The Emory University School of Medicine has had a growing commitment within Ethiopia in the past several years, with a specific focus on improving and supporting a scale-up in medical education. In 2010 Emory was awarded one of the NIH/FIC Medical Education Partnership Initiative (MEPI) grants, which were awarded to a number of academic institutions with the goal of expanding medical education and increasing the number of health care workers in countries currently receiving PEPFAR funds from the U.S. government. This award from the NIH partnered Emory with Addis Ababa University (AAU), the largest medical university in the country. In addition to supporting the existing medical faculty at AAU, there is an impetus to increase the subspecialty training available in the country, as training in numerous subspecialties is completely unavailable. This grant has been met with the enthusiastic involvement of numerous Emory medical departments at AAU, including the Department of Medicine (Infectious Disease, Pulmonology, and Cardiology), the Department of Radiology, the Department of Obstetrics and Gynecology (including Gynecologic Oncology), the Department of Surgery, the Department of Pathology and Laboratory Medicine, and the Department of Pediatrics (specifically, Pediatric Infectious Diseases).
There are several other areas of collaboration between Emory and Ethiopia. The Dean of the School of Medicine has pledged financial support and mentorship to engage residents and fellows in Ethiopian clinical care through the Emory Global Health Residency Scholars Program. There have also been two separate Bill and Melinda Gates Foundation grants received by Emory with a focus on maternal and child health. The first was a smaller project which focused on addressing pre-eclampsia and eclampsia, the second leading causes of maternal death in the country. Additionally, the School of Nursing (PI: Lynn M. Sibley, RN PhD) received an $8.1 million grant from the Gates Foundation to further address maternal and child health, with a project called Maternal and Newborn Health in Ethiopia Partnership (MaNHEP).

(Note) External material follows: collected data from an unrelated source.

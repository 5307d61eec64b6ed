//! Storage helpers shared by the settings layer

pub mod file_io;
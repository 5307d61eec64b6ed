//! Removable drive enumeration

use std::fs;
use std::path::PathBuf;

use sysinfo::Disks;

/// What the detector needs to know about a mounted disk
#[derive(Debug, Clone)]
pub(crate) struct MountedDisk {
    pub name: String,
    pub mount_point: PathBuf,
    pub total_space: u64,
    pub removable: bool,
}

/// Every mounted disk, as reported by the OS
pub(crate) fn mounted_disks() -> Vec<MountedDisk> {
    let disks = Disks::new_with_refreshed_list();
    disks
        .list()
        .iter()
        .map(|disk| MountedDisk {
            name: disk.name().to_string_lossy().trim().to_string(),
            mount_point: disk.mount_point().to_path_buf(),
            total_space: disk.total_space(),
            removable: disk.is_removable(),
        })
        .collect()
}

impl MountedDisk {
    /// Whether the disk looks like a writable drive a user plugged in
    ///
    /// Only reads metadata. Nothing is written to the drive.
    pub fn is_backup_candidate(&self) -> bool {
        self.removable && self.total_space > 0 && self.is_writable_mount()
    }

    fn is_writable_mount(&self) -> bool {
        fs::metadata(&self.mount_point)
            .map(|meta| meta.is_dir() && !meta.permissions().readonly())
            .unwrap_or(false)
    }

    /// Volume name, or the mount point when the volume has none
    pub fn label(&self) -> String {
        if self.name.is_empty() {
            self.mount_point.display().to_string()
        } else {
            self.name.clone()
        }
    }
}
//! Domain layer error definitions.

use thiserror::Error;

/// Errors related to Value Objects validation
#[derive(Debug, Error, Clone, PartialEq, Eq)]
pub enum ValueObjectError {
    /// UserId validation error
    #[error("UserId cannot be empty")]
    UserIdEmpty,

    /// UserId too long error
    #[error("UserId cannot exceed {max} characters (got {actual})")]
    UserIdTooLong { max: usize, actual: usize },

    /// RoomId validation error
    #[error("RoomId cannot be empty")]
    RoomIdEmpty,

    /// RoomId too long error
    #[error("RoomId cannot exceed {max} characters (got {actual})")]
    RoomIdTooLong { max: usize, actual: usize },

    /// ChannelId validation error
    #[error("ChannelId cannot be empty")]
    ChannelIdEmpty,

    /// ChannelId too long error
    #[error("ChannelId cannot exceed {max} characters (got {actual})")]
    ChannelIdTooLong { max: usize, actual: usize },

    /// MessageId validation error
    #[error("MessageId cannot be empty")]
    MessageIdEmpty,

    /// MessageContent validation error
    #[error("MessageContent cannot be empty")]
    MessageContentEmpty,

    /// MessageContent too long error
    #[error("MessageContent cannot exceed {max} characters (got {actual})")]
    MessageContentTooLong { max: usize, actual: usize },

    /// Emote code validation error
    #[error("Emote code cannot be empty")]
    EmoteCodeEmpty,

    /// Emote image URL validation error
    #[error("Emote image URL must look like http(s)://<host>/<path> (got: {0})")]
    EmoteUrlInvalid(String),

    /// Badge name validation error
    #[error("Badge name must have at least {min} characters (got {actual})")]
    BadgeNameTooShort { min: usize, actual: usize },

    /// Badge image URL validation error
    #[error("Badge image URL must look like http(s)://<host>/<path> (got: {0})")]
    BadgeUrlInvalid(String),

    /// Timestamp validation error (negative)
    #[error("Timestamp cannot be negative (got {0})")]
    TimestampNegative(i64),

    /// Timestamp validation error (future beyond tolerance)
    #[error("Timestamp cannot be in the future (got {value}, now {now})")]
    TimestampInFuture { value: i64, now: i64 },
}

/// Errors related to ChatRoom domain logic
#[derive(Debug, Error, Clone, PartialEq, Eq)]
pub enum RoomError {
    /// Malformed identifier or content reached the aggregate
    #[error(transparent)]
    Validation(#[from] ValueObjectError),

    /// Sender is not connected to the room
    #[error("user '{user_id}' must be connected to send messages")]
    NotConnected { user_id: String },

    /// Sender or connecting user is banned
    #[error("user '{user_id}' is banned from this room")]
    Banned { user_id: String },

    /// Sender is muted and the timeout has not expired yet
    #[error("user '{user_id}' is muted until {expires_at}")]
    Muted { user_id: String, expires_at: i64 },

    /// Content was rejected by the moderation policy
    #[error("message content violates the room policy")]
    PolicyViolation,

    /// Moderator or target is not connected to the room
    #[error("moderator or target user '{user_id}' not found among connected participants")]
    ParticipantNotFound { user_id: String },

    /// Acting user does not carry the moderator flag
    #[error("user '{user_id}' has no moderation permission")]
    InsufficientPermission { user_id: String },

    /// A moderator cannot target themselves
    #[error("a moderator cannot apply moderation actions to themselves")]
    SelfModeration,

    /// Timeout duration missing, zero, or negative
    #[error("timeout duration must be a positive number of milliseconds")]
    InvalidDuration,

    /// Timeout duration above the allowed maximum
    #[error("timeout duration cannot exceed {max_ms} ms (got {actual_ms})")]
    DurationExceeded { max_ms: i64, actual_ms: i64 },
}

Emory recently received an R24 grant from NIH/FIC to support the Emory-Ethiopia Global Interdisciplinary Partnership (PI: C. del Rio; NIH/FIC R24 TW008825). This grant builds on the unique partnerships of Emory with the Centers for Disease Control and Prevention (CDC), CARE, the Carter Center, and the Task Force for Global Health and seeks to support multidisciplinary research training in Global Health for trainees both from the US and Ethiopia by bringing together trainees from diverse disciplines and fostering a culture of collaboration and multidisciplinary partnership when confronting Global Health problems.
GLOBAL SURGERY PROGRAM
In 2010, the Department of Surgery at Emory University forged a Global Surgery Program, with a particular focus on Ethiopia, through the work of surgical faculty member Dr. Jonathan Pollock, who is now based in Ethiopia full-time. In Ethiopia he is engaged in clinical surgical practice, the training of surgical residents through the PAACS surgical training program, and an active program of clinical research and surveillance. The PAACS surgical training program is a four-year, Western-style residency training program based at Soddo Christian Hospital in rural Wolaita, Soddo, Ethiopia and geared toward expanding the surgical workforce in Ethiopia. The training program is accredited by both the Ethiopian Ministry of Health (MoH) and the College of Surgeons of Eastern, Central, and Southern Africa (COSECSA). Recently the PAACS training program signed a Memorandum of Understanding (MOU) with Myungsung Christian Medical Center (Addis Ababa, Ethiopia) to further expand their capacity to train residents, both in number and in spectrum of clinical practice now including an urban setting. Dr. Pollock will therefore be splitting his time between the site in Soddo and Addis Ababa.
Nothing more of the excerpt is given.